Exercise goal: Pick out the lines in the listing below that contain the word "UniqueConstraintMapping" and copy them.
Start of Given data
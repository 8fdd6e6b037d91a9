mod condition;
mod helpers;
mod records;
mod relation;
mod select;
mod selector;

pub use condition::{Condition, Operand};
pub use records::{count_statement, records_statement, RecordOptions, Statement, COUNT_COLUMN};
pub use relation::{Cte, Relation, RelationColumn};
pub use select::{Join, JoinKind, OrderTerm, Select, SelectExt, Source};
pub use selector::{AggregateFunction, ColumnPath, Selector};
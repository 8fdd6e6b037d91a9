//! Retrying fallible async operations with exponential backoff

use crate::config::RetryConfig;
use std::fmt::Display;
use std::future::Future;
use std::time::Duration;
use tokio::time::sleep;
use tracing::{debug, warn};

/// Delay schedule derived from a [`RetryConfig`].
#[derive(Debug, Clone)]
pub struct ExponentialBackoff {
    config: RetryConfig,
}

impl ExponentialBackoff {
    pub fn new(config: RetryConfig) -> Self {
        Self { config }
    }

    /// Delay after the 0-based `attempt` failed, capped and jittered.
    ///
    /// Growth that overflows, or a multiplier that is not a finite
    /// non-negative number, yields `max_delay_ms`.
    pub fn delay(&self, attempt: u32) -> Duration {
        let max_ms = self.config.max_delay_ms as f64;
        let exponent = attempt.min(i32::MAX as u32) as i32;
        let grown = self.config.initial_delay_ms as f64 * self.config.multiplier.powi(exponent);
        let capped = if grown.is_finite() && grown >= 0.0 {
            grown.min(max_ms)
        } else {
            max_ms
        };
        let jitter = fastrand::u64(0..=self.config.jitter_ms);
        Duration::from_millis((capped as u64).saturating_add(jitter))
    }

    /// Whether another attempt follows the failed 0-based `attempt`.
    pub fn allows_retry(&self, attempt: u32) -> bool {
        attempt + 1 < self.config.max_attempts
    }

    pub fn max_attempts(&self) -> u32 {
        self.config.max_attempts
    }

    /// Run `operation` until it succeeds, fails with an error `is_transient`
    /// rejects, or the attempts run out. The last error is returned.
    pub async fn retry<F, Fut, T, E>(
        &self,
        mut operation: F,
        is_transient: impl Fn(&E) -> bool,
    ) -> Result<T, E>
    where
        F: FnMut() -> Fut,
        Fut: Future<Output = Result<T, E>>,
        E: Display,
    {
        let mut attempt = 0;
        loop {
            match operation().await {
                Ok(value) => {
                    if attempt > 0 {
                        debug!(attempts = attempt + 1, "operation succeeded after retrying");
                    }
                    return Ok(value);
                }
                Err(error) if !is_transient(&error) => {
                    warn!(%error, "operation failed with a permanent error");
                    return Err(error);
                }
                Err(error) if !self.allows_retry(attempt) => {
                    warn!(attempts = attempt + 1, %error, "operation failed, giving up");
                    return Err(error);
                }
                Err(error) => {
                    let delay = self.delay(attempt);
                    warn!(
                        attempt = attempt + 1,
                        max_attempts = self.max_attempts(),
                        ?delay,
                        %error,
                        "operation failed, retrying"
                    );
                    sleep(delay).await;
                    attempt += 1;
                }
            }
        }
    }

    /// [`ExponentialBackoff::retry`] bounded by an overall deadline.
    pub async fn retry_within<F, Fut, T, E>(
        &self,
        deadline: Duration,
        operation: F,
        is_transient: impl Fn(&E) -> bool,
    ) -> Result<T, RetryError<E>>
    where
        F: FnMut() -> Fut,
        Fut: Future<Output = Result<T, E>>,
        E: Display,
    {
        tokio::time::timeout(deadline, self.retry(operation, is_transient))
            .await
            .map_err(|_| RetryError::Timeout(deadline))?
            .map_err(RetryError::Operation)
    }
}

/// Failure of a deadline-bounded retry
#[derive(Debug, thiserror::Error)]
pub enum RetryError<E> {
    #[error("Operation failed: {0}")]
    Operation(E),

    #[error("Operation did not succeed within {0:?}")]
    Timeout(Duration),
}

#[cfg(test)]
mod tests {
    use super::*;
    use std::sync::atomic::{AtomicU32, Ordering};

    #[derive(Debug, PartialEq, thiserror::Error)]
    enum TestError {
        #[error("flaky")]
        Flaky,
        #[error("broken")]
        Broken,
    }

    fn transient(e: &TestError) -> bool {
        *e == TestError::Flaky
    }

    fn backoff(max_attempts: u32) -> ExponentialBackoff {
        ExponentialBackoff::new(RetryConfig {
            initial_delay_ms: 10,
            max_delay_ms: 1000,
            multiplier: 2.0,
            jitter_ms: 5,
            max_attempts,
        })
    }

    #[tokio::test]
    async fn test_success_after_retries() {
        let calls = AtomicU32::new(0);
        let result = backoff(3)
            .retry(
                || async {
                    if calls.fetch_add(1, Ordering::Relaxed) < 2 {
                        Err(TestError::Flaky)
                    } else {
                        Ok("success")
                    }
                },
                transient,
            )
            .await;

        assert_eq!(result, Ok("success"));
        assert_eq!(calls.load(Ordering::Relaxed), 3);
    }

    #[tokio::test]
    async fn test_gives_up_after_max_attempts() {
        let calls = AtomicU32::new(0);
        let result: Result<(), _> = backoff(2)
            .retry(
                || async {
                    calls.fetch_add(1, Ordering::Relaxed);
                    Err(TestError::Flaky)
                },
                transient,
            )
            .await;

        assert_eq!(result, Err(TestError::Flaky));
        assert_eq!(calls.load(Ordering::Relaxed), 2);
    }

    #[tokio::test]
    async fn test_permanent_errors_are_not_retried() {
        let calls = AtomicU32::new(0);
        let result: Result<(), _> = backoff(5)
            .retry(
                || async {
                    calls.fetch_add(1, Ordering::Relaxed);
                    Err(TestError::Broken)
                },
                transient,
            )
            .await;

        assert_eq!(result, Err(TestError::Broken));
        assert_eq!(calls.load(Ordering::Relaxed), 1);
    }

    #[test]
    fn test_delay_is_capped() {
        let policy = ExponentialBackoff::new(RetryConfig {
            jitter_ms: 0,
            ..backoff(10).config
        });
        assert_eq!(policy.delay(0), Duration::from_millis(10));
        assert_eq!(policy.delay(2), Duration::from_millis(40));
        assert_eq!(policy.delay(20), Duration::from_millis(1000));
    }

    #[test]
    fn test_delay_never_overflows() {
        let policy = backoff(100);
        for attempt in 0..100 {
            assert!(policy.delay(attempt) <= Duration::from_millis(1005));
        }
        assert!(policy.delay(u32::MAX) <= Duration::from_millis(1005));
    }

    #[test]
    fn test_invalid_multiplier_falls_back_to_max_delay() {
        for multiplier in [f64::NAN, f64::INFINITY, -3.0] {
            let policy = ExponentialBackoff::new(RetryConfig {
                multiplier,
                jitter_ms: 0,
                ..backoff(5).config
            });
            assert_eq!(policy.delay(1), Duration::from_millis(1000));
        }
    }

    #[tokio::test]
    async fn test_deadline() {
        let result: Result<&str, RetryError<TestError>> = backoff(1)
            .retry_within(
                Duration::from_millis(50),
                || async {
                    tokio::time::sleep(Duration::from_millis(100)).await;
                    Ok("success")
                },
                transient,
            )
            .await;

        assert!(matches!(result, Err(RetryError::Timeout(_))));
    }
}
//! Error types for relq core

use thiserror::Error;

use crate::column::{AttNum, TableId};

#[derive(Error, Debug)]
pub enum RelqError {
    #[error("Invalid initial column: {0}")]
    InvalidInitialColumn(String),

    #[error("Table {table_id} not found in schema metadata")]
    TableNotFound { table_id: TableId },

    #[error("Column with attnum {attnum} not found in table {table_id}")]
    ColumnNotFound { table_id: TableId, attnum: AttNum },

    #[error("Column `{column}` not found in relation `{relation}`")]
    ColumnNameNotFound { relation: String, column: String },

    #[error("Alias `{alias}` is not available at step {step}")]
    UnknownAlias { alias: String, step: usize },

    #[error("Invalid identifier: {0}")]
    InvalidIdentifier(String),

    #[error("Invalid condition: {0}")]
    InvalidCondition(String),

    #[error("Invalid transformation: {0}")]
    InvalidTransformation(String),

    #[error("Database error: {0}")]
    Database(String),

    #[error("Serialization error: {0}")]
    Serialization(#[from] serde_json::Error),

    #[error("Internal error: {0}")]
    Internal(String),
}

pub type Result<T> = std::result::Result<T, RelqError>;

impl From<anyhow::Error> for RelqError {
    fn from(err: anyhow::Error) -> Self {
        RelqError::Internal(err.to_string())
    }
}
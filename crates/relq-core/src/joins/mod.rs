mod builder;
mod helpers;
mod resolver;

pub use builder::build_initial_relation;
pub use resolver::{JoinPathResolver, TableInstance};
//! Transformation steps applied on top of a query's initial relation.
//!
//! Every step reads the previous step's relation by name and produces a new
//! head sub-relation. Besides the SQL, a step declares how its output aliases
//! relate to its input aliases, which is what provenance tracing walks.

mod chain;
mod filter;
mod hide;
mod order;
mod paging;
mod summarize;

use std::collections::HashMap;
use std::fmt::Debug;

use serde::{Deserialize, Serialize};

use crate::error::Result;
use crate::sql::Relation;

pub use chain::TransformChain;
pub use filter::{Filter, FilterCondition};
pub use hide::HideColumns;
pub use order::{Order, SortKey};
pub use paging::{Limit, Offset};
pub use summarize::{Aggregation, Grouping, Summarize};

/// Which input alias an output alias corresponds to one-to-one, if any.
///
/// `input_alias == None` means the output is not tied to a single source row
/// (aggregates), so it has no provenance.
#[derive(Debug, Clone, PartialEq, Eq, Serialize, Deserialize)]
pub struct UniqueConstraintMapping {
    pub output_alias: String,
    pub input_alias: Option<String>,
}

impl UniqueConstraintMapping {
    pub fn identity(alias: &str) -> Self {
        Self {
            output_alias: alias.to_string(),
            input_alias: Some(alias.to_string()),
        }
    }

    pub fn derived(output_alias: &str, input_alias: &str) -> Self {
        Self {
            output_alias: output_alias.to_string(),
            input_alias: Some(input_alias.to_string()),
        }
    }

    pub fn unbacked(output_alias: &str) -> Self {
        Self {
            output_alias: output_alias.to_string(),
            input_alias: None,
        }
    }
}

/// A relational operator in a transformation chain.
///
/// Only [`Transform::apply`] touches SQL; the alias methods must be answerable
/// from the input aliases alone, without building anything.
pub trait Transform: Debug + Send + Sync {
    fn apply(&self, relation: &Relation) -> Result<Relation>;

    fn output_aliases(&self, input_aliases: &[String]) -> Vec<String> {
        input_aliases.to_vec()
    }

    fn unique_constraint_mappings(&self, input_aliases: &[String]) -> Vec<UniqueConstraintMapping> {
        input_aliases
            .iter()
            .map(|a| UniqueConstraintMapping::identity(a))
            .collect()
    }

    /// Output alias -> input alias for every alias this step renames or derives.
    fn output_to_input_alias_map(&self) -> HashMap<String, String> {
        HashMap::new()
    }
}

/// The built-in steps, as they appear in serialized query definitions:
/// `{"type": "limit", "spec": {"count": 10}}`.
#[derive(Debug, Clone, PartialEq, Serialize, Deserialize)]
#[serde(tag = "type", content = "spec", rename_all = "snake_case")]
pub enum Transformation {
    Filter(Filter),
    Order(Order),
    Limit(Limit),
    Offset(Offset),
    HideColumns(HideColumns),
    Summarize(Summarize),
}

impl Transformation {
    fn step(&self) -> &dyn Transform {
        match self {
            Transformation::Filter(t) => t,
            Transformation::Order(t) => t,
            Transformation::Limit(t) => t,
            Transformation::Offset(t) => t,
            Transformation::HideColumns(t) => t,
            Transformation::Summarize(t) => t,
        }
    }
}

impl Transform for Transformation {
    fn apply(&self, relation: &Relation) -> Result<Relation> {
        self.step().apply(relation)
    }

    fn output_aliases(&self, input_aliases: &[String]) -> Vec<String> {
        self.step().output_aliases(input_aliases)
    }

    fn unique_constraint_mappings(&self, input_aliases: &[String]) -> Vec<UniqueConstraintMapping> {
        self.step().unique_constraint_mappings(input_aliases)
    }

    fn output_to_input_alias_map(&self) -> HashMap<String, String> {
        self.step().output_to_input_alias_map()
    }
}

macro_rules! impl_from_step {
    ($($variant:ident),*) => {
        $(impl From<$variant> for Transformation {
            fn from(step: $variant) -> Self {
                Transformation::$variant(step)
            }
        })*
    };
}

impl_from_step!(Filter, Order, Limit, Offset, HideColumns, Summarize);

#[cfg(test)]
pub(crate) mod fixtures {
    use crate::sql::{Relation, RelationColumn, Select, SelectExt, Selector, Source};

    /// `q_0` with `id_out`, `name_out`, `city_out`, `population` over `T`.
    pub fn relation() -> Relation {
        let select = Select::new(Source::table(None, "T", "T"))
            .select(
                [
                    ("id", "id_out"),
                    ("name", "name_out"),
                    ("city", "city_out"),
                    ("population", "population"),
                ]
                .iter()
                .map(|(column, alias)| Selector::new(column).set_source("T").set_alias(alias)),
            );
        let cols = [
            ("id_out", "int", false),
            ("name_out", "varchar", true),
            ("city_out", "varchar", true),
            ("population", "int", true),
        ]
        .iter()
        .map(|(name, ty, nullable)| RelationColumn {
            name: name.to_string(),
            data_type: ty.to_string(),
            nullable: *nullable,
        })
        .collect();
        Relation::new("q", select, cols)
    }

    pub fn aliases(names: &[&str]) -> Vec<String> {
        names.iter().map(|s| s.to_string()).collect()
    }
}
End of Given data
Response area:
pub struct UniqueConstraintMapping {
impl UniqueConstraintMapping {
    fn unique_constraint_mappings(&self, input_aliases: &[String]) -> Vec<UniqueConstraintMapping> {
            .map(|a| UniqueConstraintMapping::identity(a))
    fn unique_constraint_mappings(&self, input_aliases: &[String]) -> Vec<UniqueConstraintMapping> {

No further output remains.